Given that it is usually punishable by death, "treason" is a dangerous word to bandy about. When it is applied to journalists, it is even more worrisome. We've seen that in Sri Lanka, which is in the throes of a backlash against a U.N. resolution on past human rights abuses. (See "Amid Sri Lankan denial, threats rise for journalists.") Photographs of journalists who have been critical of Colombo, their faces barely obscured, have been shown on television; one broadcast even repeatedly used the picture of a journalist's daughter, according to the Network for Rights media support group.
Now, in Pakistan, Zaid Hamid has filed a petition in the Supreme Court, calling on it to try several journalists, a leading human rights activist, the South Asian Free Media Association, and several of its members (many of whom are journalists as well), as well as several government ministries and the Pakistan Electronic Media Regulatory Authority, for treason. That is a strange group of bedfellows indeed.
In the petition, Hamid describes himself as "Founding President of an Internationally Recognized Threat Analysis Consultancy and Defense Think Tank, Brass Tacks." That website--basically a homepage and some YouTube links--describes Hamid as "the most eminent and profound security professional in Pakistan having extensive practical experience and exposure in the fields of Information Warfare and Psy-Ops, National as well as Corporate Security Management, Strategic and Tactical planning, Threat Analysis, Irregular Warfare, Electronic Security Solutions and training of security personnel. His expertise is largely through exposure and is most unique and diversified. He is a veteran of Soviet-Afghan war and has a rich experience of the finest guerilla operations in modern times." He is a regular on many of Pakistani TV's political talk shows, and has hosted his own.

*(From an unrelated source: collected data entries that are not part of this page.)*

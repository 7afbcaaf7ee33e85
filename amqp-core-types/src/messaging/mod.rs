//! Types defined in AMQP 1.0 specification Part 3.2: Messaging

mod format;
pub use format::*;

mod message;
pub use message::{Body, BodyType, Builder as MessageBuilder, Message};
// Copyright (c) 2024-2026 Martin Schröder <info@swedishembedded.com>
//
// SPDX-License-Identifier: Apache-2.0
//! Embeddable multi-session agent execution runtime.
//!
//! Given a prompt, a model backend, and a set of callable tools, [`Runtime`]
//! drives a bounded loop of model generation and tool invocation until the
//! model stops asking for tools.  Sessions serialize their own runs while
//! unrelated sessions proceed in parallel; hooks observe and gate tool use;
//! a compactor keeps long conversations inside the context budget.
//!
//! ```no_run
//! use std::sync::Arc;
//! use runa::{Options, RunRequest, Runtime};
//!
//! # async fn example(model: Arc<dyn runa::ModelProvider>) -> anyhow::Result<()> {
//! let runtime = Runtime::new(Options::new(model))?;
//! let response = runtime
//!     .run(RunRequest::new("summarize the build failure").with_session("ci-42"))
//!     .await?;
//! println!("{}", response.result.output);
//! runtime.close().await?;
//! # Ok(())
//! # }
//! ```

pub use runa_config::{
    CompactionConfig, HistoryConfig, LimitsConfig, ModelTier, StreamConfig, DEFAULT_HISTORY_DIR,
    DEFAULT_TOKEN_LIMIT,
};
pub use runa_core::{
    Activation, ActivationContext, ActivationOutcome, ApprovalQueue, ApprovalRecord,
    ApprovalState, CommandRegistry, CompactOutcome, Decision, DispatchOutcome, Event, EventKind,
    EventPayload, Hook, HookOutput, HookSpecificOutput, MemoryApprovalQueue, ModelPool,
    NoopTracer, Options, PermissionPrompt, PermissionQuery, Recorder, RulesLoader, RunArtifacts,
    RunRequest, RunResponse, RunResult, Runtime, RuntimeError, SessionHistory, SessionTokenStats,
    SkillRegistry, SpanId, StageInfo, StageMiddleware, StreamDelta, StreamEvent, StreamEventKind,
    SubagentProfile, SubagentRegistry, TotalTokenStats, Tracer, TurnOutcome,
};
pub use runa_model::{
    BlockingProvider, CompletionRequest, ContentBlock, EchoProvider, Message, ModelProvider,
    ModelReply, ResponseEvent, ResponseStream, Role, RunUsage, ScriptedProvider, StopReason,
    ToolCallRequest, ToolSchema, Usage,
};
pub use runa_tools::{
    AllowAllSandbox, ResourceLimits, SandboxManager, SandboxSnapshot, StreamChunk, StreamSink,
    Tool, ToolCall, ToolContext, ToolRegistry, ToolResult,
};
// Copyright (c) 2024-2026 Martin Schröder <info@swedishembedded.com>
//
// SPDX-License-Identifier: Apache-2.0
//! The core of the agent execution runtime: run pipeline, session gate,
//! history store, hook/event pipeline, compactor, and streaming surface.
//! Model providers, tools, and the other collaborators plug in behind the
//! traits re-exported here.
mod collab;
mod compact;
mod dispatch;
mod driver;
mod error;
mod events;
mod gate;
mod history;
mod hooks;
mod middleware;
mod options;
mod persist;
mod pipeline;
mod progress;
mod recorder;
mod resolver;
mod runtime;
mod stats;

pub use collab::{
    Activation, ActivationContext, ActivationOutcome, CommandRegistry, NoopTracer, RulesLoader,
    SkillRegistry, SpanId, SubagentProfile, SubagentRegistry, Tracer,
};
pub use compact::{CompactOutcome, Compactor};
pub use dispatch::DispatchOutcome;
pub use driver::TurnOutcome;
pub use error::RuntimeError;
pub use events::{Event, EventKind, EventPayload};
pub use gate::{GateGuard, SessionGate};
pub use history::{visible_from, HistoryStore, SessionHistory};
pub use hooks::{Decision, Hook, HookExecutor, HookOutput, HookSpecificOutput, PreToolGate};
pub use middleware::{StageInfo, StageMiddleware};
pub use options::{ModelPool, Options};
pub use persist::{sanitize_session_id, HistoryPersistence};
pub use pipeline::{PreparedRun, RunArtifacts, RunRequest, RunResponse, RunResult};
pub use progress::{ProgressSink, StreamDelta, StreamEvent, StreamEventKind};
pub use recorder::Recorder;
pub use resolver::{
    ApprovalQueue, ApprovalRecord, ApprovalState, MemoryApprovalQueue, PermissionPrompt,
    PermissionQuery, PermissionResolver,
};
pub use runtime::Runtime;
pub use stats::{
    ModelTokenStats, SessionTokenStats, StatsCallback, TokenTracker, TotalTokenStats,
};
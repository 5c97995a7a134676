// Copyright (c) 2024-2026 Martin Schröder <info@swedishembedded.com>
//
// SPDX-License-Identifier: MIT
use std::sync::{Arc, Mutex};

use async_trait::async_trait;
use futures::stream;
use tokio::sync::{mpsc, Semaphore};

use crate::{
    CompletionRequest, ModelReply, ModelProvider, ResponseEvent, ResponseStream, ToolCallRequest,
    Usage,
};

fn boxed(events: Vec<ResponseEvent>) -> ResponseStream {
    let wrapped: Vec<anyhow::Result<ResponseEvent>> = events.into_iter().map(Ok).collect();
    Box::pin(stream::iter(wrapped))
}

/// Deterministic mock provider for tests.  Echoes the last user message back
/// as the assistant response.
#[derive(Default)]
pub struct EchoProvider;

#[async_trait]
impl ModelProvider for EchoProvider {
    fn name(&self) -> &str {
        "mock"
    }
    fn model_name(&self) -> &str {
        "echo-model"
    }

    async fn generate(&self, req: CompletionRequest) -> anyhow::Result<ResponseStream> {
        let reply = req
            .messages
            .iter()
            .rev()
            .find(|m| m.role == crate::Role::User)
            .map(|m| m.content.as_str())
            .unwrap_or("[no input]")
            .to_string();

        let mut aggregated = ModelReply::text(format!("ECHO: {reply}"));
        aggregated.model = "echo-model".into();
        aggregated.usage = Usage {
            input_tokens: 10,
            output_tokens: 10,
            ..Default::default()
        };
        Ok(boxed(vec![
            ResponseEvent::TextDelta(format!("ECHO: {reply}")),
            ResponseEvent::Usage(aggregated.usage),
            ResponseEvent::Final(aggregated),
        ]))
    }
}

/// A pre-scripted mock provider.  Each call to `generate` pops the next
/// response script from the front of the queue, so tests can specify exact
/// event sequences — including tool calls — without network access.
pub struct ScriptedProvider {
    scripts: Arc<Mutex<Vec<Vec<ResponseEvent>>>>,
    model: String,
    /// The last `CompletionRequest` seen by this provider.  Written on each
    /// `generate()` call so tests can inspect what was sent.
    pub last_request: Arc<Mutex<Option<CompletionRequest>>>,
}

impl ScriptedProvider {
    /// Build a provider from an ordered list of response scripts.
    pub fn new(scripts: Vec<Vec<ResponseEvent>>) -> Self {
        Self {
            scripts: Arc::new(Mutex::new(scripts)),
            model: "scripted-model".into(),
            last_request: Arc::new(Mutex::new(None)),
        }
    }

    pub fn with_model_name(mut self, model: impl Into<String>) -> Self {
        self.model = model.into();
        self
    }

    /// Convenience: provider whose every call streams a single text reply.
    pub fn always_text(reply: impl Into<String>) -> Self {
        let r = reply.into();
        let mut aggregated = ModelReply::text(&r);
        aggregated.usage = Usage {
            input_tokens: 5,
            output_tokens: 5,
            ..Default::default()
        };
        Self::new(vec![vec![
            ResponseEvent::TextDelta(r),
            ResponseEvent::Usage(aggregated.usage),
            ResponseEvent::Final(aggregated),
        ]])
    }

    /// Convenience: first call emits a tool call, second call a text reply.
    pub fn tool_then_text(
        tool_id: impl Into<String>,
        tool_name: impl Into<String>,
        args: serde_json::Value,
        final_text: impl Into<String>,
    ) -> Self {
        let call = ToolCallRequest {
            id: tool_id.into(),
            name: tool_name.into(),
            input: args,
        };
        Self::new(vec![
            vec![ResponseEvent::Final(ModelReply::with_tool_calls(
                "",
                vec![call],
            ))],
            vec![
                ResponseEvent::TextDelta(final_text.into()),
                ResponseEvent::Final(ModelReply::text("")),
            ],
        ])
    }
}

#[async_trait]
impl ModelProvider for ScriptedProvider {
    fn name(&self) -> &str {
        "scripted-mock"
    }
    fn model_name(&self) -> &str {
        &self.model
    }

    async fn generate(&self, req: CompletionRequest) -> anyhow::Result<ResponseStream> {
        *self.last_request.lock().unwrap() = Some(req);
        let mut events = {
            let mut scripts = self.scripts.lock().unwrap();
            if scripts.is_empty() {
                // Default fallback when all scripts are consumed.
                vec![ResponseEvent::Final(ModelReply::text("[no more scripts]"))]
            } else {
                scripts.remove(0)
            }
        };
        // Scripts written as deltas only still need the aggregated reply;
        // synthesize it from the text deltas so every stream ends in Final.
        if !events
            .iter()
            .any(|e| matches!(e, ResponseEvent::Final(_)))
        {
            let text: String = events
                .iter()
                .filter_map(|e| match e {
                    ResponseEvent::TextDelta(t) => Some(t.as_str()),
                    _ => None,
                })
                .collect();
            events.push(ResponseEvent::Final(ModelReply::text(text)));
        }
        Ok(boxed(events))
    }
}

/// A provider that parks inside `generate` until released.
///
/// Used to observe concurrency: each call signals `started` and then waits
/// for one permit on the shared semaphore.  Tests assert how many `started`
/// signals arrive before any permits are added.
pub struct BlockingProvider {
    started: mpsc::UnboundedSender<String>,
    gate: Arc<Semaphore>,
    reply: String,
}

impl BlockingProvider {
    /// Returns the provider plus the `started` receiver and the release
    /// semaphore (constructed with zero permits).
    pub fn new(
        reply: impl Into<String>,
    ) -> (Self, mpsc::UnboundedReceiver<String>, Arc<Semaphore>) {
        let (tx, rx) = mpsc::unbounded_channel();
        let gate = Arc::new(Semaphore::new(0));
        (
            Self {
                started: tx,
                gate: Arc::clone(&gate),
                reply: reply.into(),
            },
            rx,
            gate,
        )
    }
}

#[async_trait]
impl ModelProvider for BlockingProvider {
    fn name(&self) -> &str {
        "blocking-mock"
    }
    fn model_name(&self) -> &str {
        "blocking-model"
    }

    async fn generate(&self, req: CompletionRequest) -> anyhow::Result<ResponseStream> {
        let marker = req
            .messages
            .iter()
            .rev()
            .find(|m| m.role == crate::Role::User)
            .map(|m| m.content.clone())
            .unwrap_or_default();
        let _ = self.started.send(marker);
        let permit = self.gate.acquire().await?;
        permit.forget();
        Ok(boxed(vec![ResponseEvent::Final(ModelReply::text(
            self.reply.clone(),
        ))]))
    }
}

// ─── Unit tests ──────────────────────────────────────────────────────────────
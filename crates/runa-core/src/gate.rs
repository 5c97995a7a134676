// Copyright (c) 2024-2026 Martin Schröder <info@swedishembedded.com>
//
// SPDX-License-Identifier: Apache-2.0
use std::collections::hash_map::Entry;
use std::collections::HashMap;
use std::sync::{Arc, Mutex};

use tokio::sync::{oneshot, watch};

use crate::error::RuntimeError;

/// Per-session run serialization without a lock shared across sessions.
///
/// Acquiring installs a fresh closed-on-release signal (a `watch` sender)
/// into the session map; contenders subscribe to the current holder's signal
/// and retry once it closes.  The map holds an entry iff exactly one holder
/// is active, so unrelated sessions never contend on anything but the brief
/// map lock.
#[derive(Debug, Default)]
pub struct SessionGate {
    sessions: Mutex<HashMap<String, watch::Sender<()>>>,
}

impl SessionGate {
    pub fn new() -> Self {
        Self::default()
    }

    /// Attempt to become the session's holder without waiting.
    pub fn try_acquire(self: &Arc<Self>, session_id: &str) -> Option<GateGuard> {
        let mut map = self.sessions.lock().unwrap();
        match map.entry(session_id.to_string()) {
            Entry::Vacant(v) => {
                let (tx, _rx) = watch::channel(());
                v.insert(tx);
                Some(GateGuard {
                    gate: Arc::clone(self),
                    session_id: session_id.to_string(),
                    released: false,
                })
            }
            Entry::Occupied(_) => None,
        }
    }

    /// Block until the prior holder releases, or until `cancel` fires.
    ///
    /// The subscription happens under the map lock, so a release between the
    /// lookup and the wait is observed as a closed channel rather than lost.
    pub async fn acquire(
        self: &Arc<Self>,
        session_id: &str,
        cancel: &mut oneshot::Receiver<()>,
    ) -> Result<GateGuard, RuntimeError> {
        loop {
            let mut rx = {
                let mut map = self.sessions.lock().unwrap();
                match map.entry(session_id.to_string()) {
                    Entry::Vacant(v) => {
                        let (tx, _rx) = watch::channel(());
                        v.insert(tx);
                        return Ok(GateGuard {
                            gate: Arc::clone(self),
                            session_id: session_id.to_string(),
                            released: false,
                        });
                    }
                    Entry::Occupied(o) => o.get().subscribe(),
                }
            };
            tokio::select! {
                biased;
                _ = &mut *cancel => return Err(RuntimeError::Cancelled),
                // Both a value change and a dropped sender mean "retry".
                _ = rx.changed() => {}
            }
        }
    }

    /// Remove and close the session's signal.  No-op when not held.
    fn release(&self, session_id: &str) {
        // Dropping the sender closes every subscribed receiver.
        let _ = self.sessions.lock().unwrap().remove(session_id);
    }

    /// True when a run currently holds the session.
    pub fn is_held(&self, session_id: &str) -> bool {
        self.sessions.lock().unwrap().contains_key(session_id)
    }
}

/// RAII holder of one session slot; releases on drop so cancellation paths
/// cannot leave a phantom entry behind.
pub struct GateGuard {
    gate: Arc<SessionGate>,
    session_id: String,
    released: bool,
}

impl GateGuard {
    pub fn session_id(&self) -> &str {
        &self.session_id
    }

    /// Explicit early release; subsequent drops are no-ops.
    pub fn release(mut self) {
        self.release_inner();
    }

    fn release_inner(&mut self) {
        if !self.released {
            self.released = true;
            self.gate.release(&self.session_id);
        }
    }
}

impl Drop for GateGuard {
    fn drop(&mut self) {
        self.release_inner();
    }
}

// ─── Unit tests ──────────────────────────────────────────────────────────────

Why do this? Hamid explains on his blog:
In these times of war, when journalism become subversion on behalf of hostile powers, then it is called High Treason! Information war and ideological subversion are integral part of the 4th generation war being waged against Pakistan. The terrorists on ground get support from the subversive elements within the media and they all create crisis for the armed forces, ISI and the nation instead of supporting them against the insurgents and terrorists.
While some of the people named on the petition dismissed the move as that of a "nutcase" or worse, others feel genuinely threatened by it. Bringing the case and the publicity it could engender puts people at risk, regardless of its legal validity. Treason is a hot-button issue like blasphemy, and cases of treason could incite extrajudicial reprisals, just as we've seen in some blasphemy cases.
The language of the petition is inflammatory and aimed at inciting a public response. As a Washington-based analyst, Sadanand Dhume, tweeted: "If calling journalists snakes and publicly demanding their execution for treason isn't incitement to violence, then what is?"
The Court hasn't accepted the petition yet, but it is under no obligation to reject it. As one journalist told me, it can just hang there indefinitely, as a "sword of Damocles" dropping into use if it becomes politically expedient to silence journalists or any critic of the government. The case, as bizarre as it is, is really just another way to intimidate journalists -- as if there wasn't a dark cloud of threats hanging over the profession in Pakistan already.
EDITOR'S NOTE: The text of this post has been updated to reflect the correct spelling of Zaid Hamid's name.